We already know that flying at Christmas can be a pretty chaotic experience. But this festive season, things could get even worse as the ISU (the union representing the UK Border Force staff employed by the Home Office, as well as customs officials) is balloting to strike over pay, which could lead to lengthy queues at airports and ports during peak season.
ISU, which represents 3,500 border force, immigration enforcement and visa officers, is threatening industrial action as it fights for an 8 percent pay rise. The union has rejected the Home Office’s 3 percent offer but has made it clear that it will not take any action that would jeopardise national security. This means that checks will continue at UK borders but they might take longer, leading to queues, and may require the deployment of police and military staff.
Mark Gribbin, the ISU’s general secretary, said the union was considering a ‘longer period’ of industrial action over the Christmas and New Year period when millions of people travel to visit relatives and friends. He said the strikes would also be targeted at Channel immigration offices and border ports, which are key to the importation of goods and food supplies at Christmas.
Matthew Scott, the police and crime commissioner for Kent, is seeking an urgent meeting with Cabinet Office ministers and officials to discuss plans including whether extra police officers will be needed to help with the migrant crisis at UK borders.

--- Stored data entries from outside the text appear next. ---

use std::collections::HashMap;

use crate::types::{Height, Round, ValidatorId, VotingPower};

/// The fixed set of validators participating at a given height, along with
/// their voting power. Immutable for the lifetime of a `Context`.
#[derive(Debug, Clone)]
pub struct ValidatorSet {
    validators: Vec<ValidatorId>,
    power: HashMap<ValidatorId, VotingPower>,
    total_power: VotingPower,
}

impl ValidatorSet {
    /// Build a set from an ordered validator list and their powers. Order
    /// determines proposer rotation, so callers must agree on it out of band
    /// (e.g. sorted by `ValidatorId` bytes).
    pub fn new(validators: Vec<(ValidatorId, VotingPower)>) -> Self {
        let mut power = HashMap::with_capacity(validators.len());
        let mut ordered = Vec::with_capacity(validators.len());
        let mut total_power: VotingPower = 0;
        for (id, p) in validators {
            ordered.push(id);
            total_power += p;
            power.insert(id, p);
        }
        Self {
            validators: ordered,
            power,
            total_power,
        }
    }

    pub fn len(&self) -> usize {
        self.validators.len()
    }

    pub fn is_empty(&self) -> bool {
        self.validators.is_empty()
    }

    pub fn contains(&self, id: &ValidatorId) -> bool {
        self.power.contains_key(id)
    }

    pub fn power_of(&self, id: &ValidatorId) -> VotingPower {
        self.power.get(id).copied().unwrap_or(0)
    }

    pub fn total_power(&self) -> VotingPower {
        self.total_power
    }

    /// Threshold for a quorum ("more than 2/3"): `power > total * 2 / 3`.
    /// Computed with integer arithmetic to avoid float rounding.
    pub fn has_two_thirds(&self, power: VotingPower) -> bool {
        power * 3 > self.total_power * 2
    }

    /// Threshold for the round-skip rule ("at least 1/3"): `power * 3 >= total`.
    pub fn has_one_third(&self, power: VotingPower) -> bool {
        power * 3 >= self.total_power
    }

    /// Deterministic round-robin proposer selection: `(height + round) % n`.
    ///
    /// This is the teacher's own rule (`BftStateMachine::proposer_index`),
    /// adopted verbatim in the absence of a weighted-proposer test vector in
    /// the retrieval pack (see DESIGN.md, Open Question (a)).
    pub fn proposer(&self, height: Height, round: Round) -> ValidatorId {
        let n = self.validators.len() as u64;
        debug_assert!(n > 0, "empty validator set has no proposer");
        let idx = (height.0.wrapping_add(round.0 as u64)) % n;
        self.validators[idx as usize]
    }

    pub fn iter(&self) -> impl Iterator<Item = &ValidatorId> {
        self.validators.iter()
    }
}

#[cfg(test)]
mod tests {
    use super::*;
    use ed25519_dalek::SigningKey;
    use rand::rngs::OsRng;

    fn make_validators(n: usize) -> Vec<(ValidatorId, VotingPower)> {
        (0..n)
            .map(|_| {
                let key = SigningKey::generate(&mut OsRng);
                (ValidatorId(key.verifying_key()), 1)
            })
            .collect()
    }

    #[test]
    fn proposer_is_deterministic_round_robin() {
        let validators = make_validators(4);
        let set = ValidatorSet::new(validators.clone());

        for round in 0..8u32 {
            let expected_idx = (10u64 + round as u64) % 4;
            let expected = validators[expected_idx as usize].0;
            assert_eq!(set.proposer(Height(10), Round(round)), expected);
        }
    }

    #[test]
    fn quorum_thresholds() {
        let validators = make_validators(4);
        let set = ValidatorSet::new(validators);
        // total power = 4, 2/3+ requires > 8/3 i.e. >= 3
        assert!(!set.has_two_thirds(2));
        assert!(set.has_two_thirds(3));
        // 1/3 requires power*3 >= 4 i.e. >= 2 (since 1*3=3 < 4)
        assert!(!set.has_one_third(1));
        assert!(set.has_one_third(2));
    }
}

‘Kent is a can-do police force but if we get 500 to 600 migrants turning up on a strike day, that will be problematic,’ he said.
To secure a mandate for strike action, the ballot needs a turnout of more than 50 percent of ISU members, and a majority of more than 40 percent in favour of industrial action. The ballot is due to close on October 31, so we should find out in the coming weeks how the potential strike might impact travel over Christmas.